And I made a discovery: deep in a bottom drawer, hidden under a set of oil paints, was a gray binder. The cover featured a Scottish terrier with a red plaid bow. There was still paper inside the binder, white paper with faint blue lines set close together.
I took the binder to my father. My brother and I knew that the toys and games we found in the house on Chester Pike once belonged to him; he was the only child to have ever lived in the large house with its curving staircases and high ceilings. He was sitting in the kitchen with my grandfather, talking about things at Westinghouse—the company where they both worked—when I came in with the binder.

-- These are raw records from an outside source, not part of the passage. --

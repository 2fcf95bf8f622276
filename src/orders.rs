//! Order lifecycle service.
//!
//! Customer cancel/return requests are checked against the aggregate's
//! rules before anything is written. Admin status changes are unrestricted
//! for live orders. Entering `delivered` sends the customer an email in the
//! background; a failed send is logged and never affects the status change.

use chrono::{DateTime, Utc};
use serde::Serialize;
use std::sync::{Arc, Mutex, PoisonError};
use thiserror::Error;
use tokio::task::JoinHandle;
use tracing::{error, info, warn};
use crate::domain::aggregates::{AdminMessage, LifecyclePolicy, MessageKind, Order, OrderError, OrderStatus, ReturnWindow};
use crate::domain::events::OrderEvent;
use crate::notify::{StatusNotifier, StatusUpdate};
use crate::session::SessionContext;
use crate::storage::{MessageStore, OrderStore};
use crate::StoreError;

#[derive(Debug, Error)]
pub enum OrderServiceError {
    #[error("Order not found")]
    NotFound,
    #[error("Order belongs to another customer")]
    NotOwner,
    #[error(transparent)]
    Rejected(#[from] OrderError),
    #[error(transparent)]
    Store(#[from] StoreError),
}

/// What the customer may do with an order right now.
#[derive(Clone, Copy, Debug, PartialEq, Eq, Serialize)]
pub struct Eligibility {
    pub can_cancel: bool,
    pub return_window: ReturnWindow,
}

pub struct OrderService {
    orders: Arc<dyn OrderStore>,
    messages: Arc<dyn MessageStore>,
    notifier: Arc<dyn StatusNotifier>,
    policy: LifecyclePolicy,
    pending: Mutex<Vec<JoinHandle<()>>>,
}

impl OrderService {
    pub fn new(orders: Arc<dyn OrderStore>, messages: Arc<dyn MessageStore>, notifier: Arc<dyn StatusNotifier>, policy: LifecyclePolicy) -> Self {
        Self { orders, messages, notifier, policy, pending: Mutex::new(Vec::new()) }
    }

    pub fn policy(&self) -> &LifecyclePolicy { &self.policy }

    pub fn eligibility(&self, order: &Order, now: DateTime<Utc>) -> Eligibility {
        Eligibility { can_cancel: order.can_cancel(&self.policy), return_window: order.return_window(&self.policy, now) }
    }

    pub async fn customer_orders(&self, session: &SessionContext) -> Result<Vec<Order>, OrderServiceError> {
        Ok(self.orders.list_for_customer(&session.user_id).await?)
    }

    pub async fn all_orders(&self) -> Result<Vec<Order>, OrderServiceError> {
        Ok(self.orders.list_all().await?)
    }

    pub async fn cancel(&self, session: &SessionContext, order_id: &str, reason: &str, now: DateTime<Utc>) -> Result<Order, OrderServiceError> {
        let mut order = self.owned(session, order_id).await?;
        order.cancel_by_customer(reason, &self.policy, now)?;
        self.commit(&mut order).await?;
        Ok(order)
    }

    pub async fn request_return(&self, session: &SessionContext, order_id: &str, reason: &str, now: DateTime<Utc>) -> Result<Order, OrderServiceError> {
        let mut order = self.owned(session, order_id).await?;
        order.return_by_customer(reason, &self.policy, now)?;
        self.commit(&mut order).await?;
        Ok(order)
    }

    pub async fn admin_set_status(&self, order_id: &str, status: OrderStatus, now: DateTime<Utc>) -> Result<Order, OrderServiceError> {
        let mut order = self.orders.get(order_id).await?.ok_or(OrderServiceError::NotFound)?;
        if order.set_status_by_admin(status, now)? {
            self.commit(&mut order).await?;
        }
        Ok(order)
    }

    /// Waits for outstanding notification sends.
    pub async fn settle(&self) {
        let handles = std::mem::take(&mut *self.pending.lock().unwrap_or_else(PoisonError::into_inner));
        for handle in handles {
            if let Err(e) = handle.await { warn!(error = %e, "notification task panicked"); }
        }
    }

    async fn owned(&self, session: &SessionContext, order_id: &str) -> Result<Order, OrderServiceError> {
        let order = self.orders.get(order_id).await?.ok_or(OrderServiceError::NotFound)?;
        if order.customer_id() != session.user_id { return Err(OrderServiceError::NotOwner); }
        Ok(order)
    }

    /// Stores the new status, then runs the side effects of the raised events.
    async fn commit(&self, order: &mut Order) -> Result<(), OrderServiceError> {
        if let Err(e) = self.orders.update_status(order).await {
            error!(order_id = %order.id(), error = %e, "failed to store order status");
            order.take_events();
            return Err(e.into());
        }
        for event in order.take_events() {
            self.dispatch(event).await;
        }
        Ok(())
    }

    async fn dispatch(&self, event: OrderEvent) {
        match event {
            OrderEvent::StatusChanged { order_id, from, to } => info!(order_id = %order_id, %from, %to, "order status changed"),
            OrderEvent::Cancelled { order_id, customer_id, reason } => self.inbox(customer_id, order_id, MessageKind::Cancel, reason).await,
            OrderEvent::Returned { order_id, customer_id, reason } => self.inbox(customer_id, order_id, MessageKind::Return, reason).await,
            OrderEvent::Delivered { order_id, email, customer_name, total, .. } => {
                self.send_delivery_email(StatusUpdate { email, customer_name, order_id, total_amount: total });
            }
            OrderEvent::Placed { .. } => {}
        }
    }

    async fn inbox(&self, customer_id: String, order_id: String, kind: MessageKind, reason: String) {
        let message = AdminMessage::new(customer_id, Some(order_id.clone()), kind, reason, Utc::now());
        if let Err(e) = self.messages.append(&message).await {
            warn!(order_id = %order_id, kind = kind.as_str(), error = %e, "failed to write admin message");
        }
    }

    fn send_delivery_email(&self, update: StatusUpdate) {
        let Ok(runtime) = tokio::runtime::Handle::try_current() else {
            warn!(order_id = %update.order_id, "no async runtime; delivery email skipped");
            return;
        };
        let notifier = Arc::clone(&self.notifier);
        let handle = runtime.spawn(async move {
            let order_id = update.order_id.clone();
            match notifier.order_delivered(update).await {
                Ok(()) => info!(order_id = %order_id, "delivery email sent"),
                Err(e) => warn!(order_id = %order_id, error = %e, "delivery email failed"),
            }
        });
        let mut pending = self.pending.lock().unwrap_or_else(PoisonError::into_inner);
        pending.retain(|h| !h.is_finished());
        pending.push(handle);
    }
}
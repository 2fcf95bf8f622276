//! Cart Aggregate
//!
//! Every operation takes the current cart by reference and returns the next
//! cart. The input value is never touched, which is what lets the service
//! layer compare before/after carts and skip redundant writes.

use serde::{Deserialize, Serialize};
use crate::domain::aggregates::product::Product;
use crate::domain::value_objects::{Money, ProductId, Quantity};

#[derive(Clone, Debug, PartialEq, Eq, Serialize, Deserialize)]
#[serde(rename_all = "camelCase")]
pub struct CartLine {
    pub product_id: ProductId,
    pub quantity: Quantity,
    /// Price at the moment the product was first added.
    pub unit_price: Money,
    pub name: String,
    #[serde(default)]
    pub image: Option<String>,
    #[serde(default)]
    pub category: Option<String>,
}

impl CartLine {
    pub fn snapshot(product: &Product) -> Self {
        Self {
            product_id: product.id().clone(),
            quantity: Quantity::ONE,
            unit_price: product.price(),
            name: product.name().to_string(),
            image: product.image().map(str::to_string),
            category: product.category().map(str::to_string),
        }
    }

    pub fn line_total(&self) -> Money { self.unit_price.multiply(self.quantity) }
}

#[derive(Clone, Copy, Debug, Default, PartialEq, Eq, Serialize)]
pub struct CartTotals {
    pub count: u64,
    pub total: Money,
}

#[derive(Clone, Debug, Default, PartialEq, Eq, Serialize, Deserialize)]
#[serde(transparent)]
pub struct Cart {
    lines: Vec<CartLine>,
}

impl Cart {
    pub fn new() -> Self { Self::default() }

    /// Builds a cart from stored lines, folding any repeated product into its first line.
    pub fn from_lines(lines: impl IntoIterator<Item = CartLine>) -> Self {
        let mut merged: Vec<CartLine> = Vec::new();
        for line in lines {
            match merged.iter_mut().find(|l| l.product_id == line.product_id) {
                Some(existing) => {
                    let sum = i64::from(existing.quantity.value()) + i64::from(line.quantity.value());
                    existing.quantity = Quantity::clamped(sum);
                }
                None => merged.push(line),
            }
        }
        Self { lines: merged }
    }

    pub fn lines(&self) -> &[CartLine] { &self.lines }
    pub fn is_empty(&self) -> bool { self.lines.is_empty() }
    pub fn line(&self, product_id: &ProductId) -> Option<&CartLine> { self.lines.iter().find(|l| &l.product_id == product_id) }
    pub fn quantity_of(&self, product_id: &ProductId) -> Option<Quantity> { self.line(product_id).map(|l| l.quantity) }
    pub fn into_lines(self) -> Vec<CartLine> { self.lines }

    /// Adds one unit of `product`. An existing line keeps its position and its original price snapshot.
    pub fn add_item(&self, product: &Product) -> Cart {
        let mut lines = self.lines.clone();
        match lines.iter_mut().find(|l| &l.product_id == product.id()) {
            Some(existing) => existing.quantity = existing.quantity.increment(),
            None => lines.push(CartLine::snapshot(product)),
        }
        Cart { lines }
    }

    /// Sets an absolute quantity, clamped to at least one. Unknown products leave the cart as it is.
    pub fn set_quantity(&self, product_id: &ProductId, quantity: i64) -> Cart {
        let quantity = Quantity::clamped(quantity);
        let lines = self.lines.iter().cloned().map(|mut l| {
            if &l.product_id == product_id { l.quantity = quantity; }
            l
        }).collect();
        Cart { lines }
    }

    pub fn remove_item(&self, product_id: &ProductId) -> Cart {
        Cart { lines: self.lines.iter().filter(|l| &l.product_id != product_id).cloned().collect() }
    }

    pub fn clear(&self) -> Cart { Cart::new() }

    /// Takes `ordered`'s quantities out of this cart. Lines left with no units are dropped.
    pub fn subtract(&self, ordered: &Cart) -> Cart {
        let lines = self.lines.iter().filter_map(|l| {
            let taken = ordered.quantity_of(&l.product_id).map_or(0, |q| q.value());
            let left = l.quantity.value().saturating_sub(taken);
            (left > 0).then(|| CartLine { quantity: Quantity::clamped(i64::from(left)), ..l.clone() })
        }).collect();
        Cart { lines }
    }

    pub fn totals(&self) -> CartTotals {
        self.lines.iter().fold(CartTotals::default(), |acc, l| CartTotals {
            count: acc.count + u64::from(l.quantity.value()),
            total: acc.total.add(l.line_total()),
        })
    }
}
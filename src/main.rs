//! Maison mail relay - one-time codes and order status emails

use anyhow::Result;
use std::sync::Arc;
use tracing_subscriber::{layer::SubscriberExt, util::SubscriberInitExt};
use maison_storefront::config::{Env, RelayConfig};
use maison_storefront::relay::{self, HttpMailer, LogMailer, Mailer, RelayState};

#[tokio::main]
async fn main() -> Result<()> {
    let env = Env::from_process();
    tracing_subscriber::registry().with(tracing_subscriber::EnvFilter::try_from_default_env().unwrap_or_else(|_| "info".into())).with(tracing_subscriber::fmt::layer()).init();
    let config = RelayConfig::from_env(&env)?;

    let mailer: Arc<dyn Mailer> = match config.mail.clone() {
        Some(mail) => Arc::new(HttpMailer::new(mail)?),
        None => {
            tracing::warn!("MAIL_API_URL not set; emails will only be logged");
            Arc::new(LogMailer)
        }
    };
    let app = relay::router(RelayState::new(mailer), &config.allowed_origins);

    tracing::info!("Maison mail relay listening on 0.0.0.0:{}", config.port);
    axum::serve(tokio::net::TcpListener::bind(("0.0.0.0", config.port)).await?, app).await?;
    Ok(())
}
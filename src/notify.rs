//! Order status emails, sent through the mail relay sidecar.

use async_trait::async_trait;
use serde::{Deserialize, Serialize};
use std::time::Duration;
use thiserror::Error;
use tracing::info;
use crate::domain::value_objects::Money;

#[derive(Clone, Debug, PartialEq, Eq, Serialize, Deserialize)]
#[serde(rename_all = "camelCase")]
pub struct StatusUpdate {
    pub email: String,
    pub customer_name: String,
    pub order_id: String,
    pub total_amount: Money,
}

#[derive(Debug, Error)]
pub enum NotifyError {
    #[error("Mail relay request failed: {0}")]
    Http(#[from] reqwest::Error),
    #[error("Mail relay refused the message: {0}")]
    Rejected(String),
}

#[cfg_attr(test, mockall::automock)]
#[async_trait]
pub trait StatusNotifier: Send + Sync {
    async fn order_delivered(&self, update: StatusUpdate) -> Result<(), NotifyError>;
}

#[derive(Debug, Deserialize)]
struct RelayReply {
    success: bool,
    #[serde(default)]
    error: Option<String>,
}

/// Client of the relay's `POST /send-status-update`.
#[derive(Debug, Clone)]
pub struct MailRelayClient {
    http: reqwest::Client,
    base_url: String,
}

impl MailRelayClient {
    pub fn new(base_url: impl Into<String>) -> Result<Self, NotifyError> {
        let http = reqwest::Client::builder().timeout(Duration::from_secs(10)).build()?;
        Ok(Self { http, base_url: base_url.into().trim_end_matches('/').to_string() })
    }
}

#[async_trait]
impl StatusNotifier for MailRelayClient {
    async fn order_delivered(&self, update: StatusUpdate) -> Result<(), NotifyError> {
        let reply: RelayReply = self.http.post(format!("{}/send-status-update", self.base_url))
            .json(&update).send().await?.json().await?;
        if !reply.success {
            return Err(NotifyError::Rejected(reply.error.unwrap_or_else(|| "unknown error".into())));
        }
        Ok(())
    }
}

/// Logs instead of sending. Used when no relay is configured.
#[derive(Debug, Clone, Copy, Default)]
pub struct NoopNotifier;

#[async_trait]
impl StatusNotifier for NoopNotifier {
    async fn order_delivered(&self, update: StatusUpdate) -> Result<(), NotifyError> {
        info!(order_id = %update.order_id, "no mail relay configured; delivery email skipped");
        Ok(())
    }
}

My father took it from my hands. “Ah, I remember this! I think I had it in fifth grade.” He ran his hand over the cover, and then gave it back to me. “You can have it if you want.” I held it to me, prized possession that it was, and ran back to the playroom with it. I was already imagining the feel of a pen in my hand, the flow of the ink as it met the white paper. In my imagination, a black Scottish terrier frolicked across the yard, meeting a girl with a red and white bow in her hair. Together, they solved mysteries.
I became a Teacher. When people asked me what I did, I said I was a teacher.
I am still a Teacher. And a Wife.And a Mother.And now a College Professor and a Literacy Specialist and an Instructional Coach. These are the roles I fulfill for other people.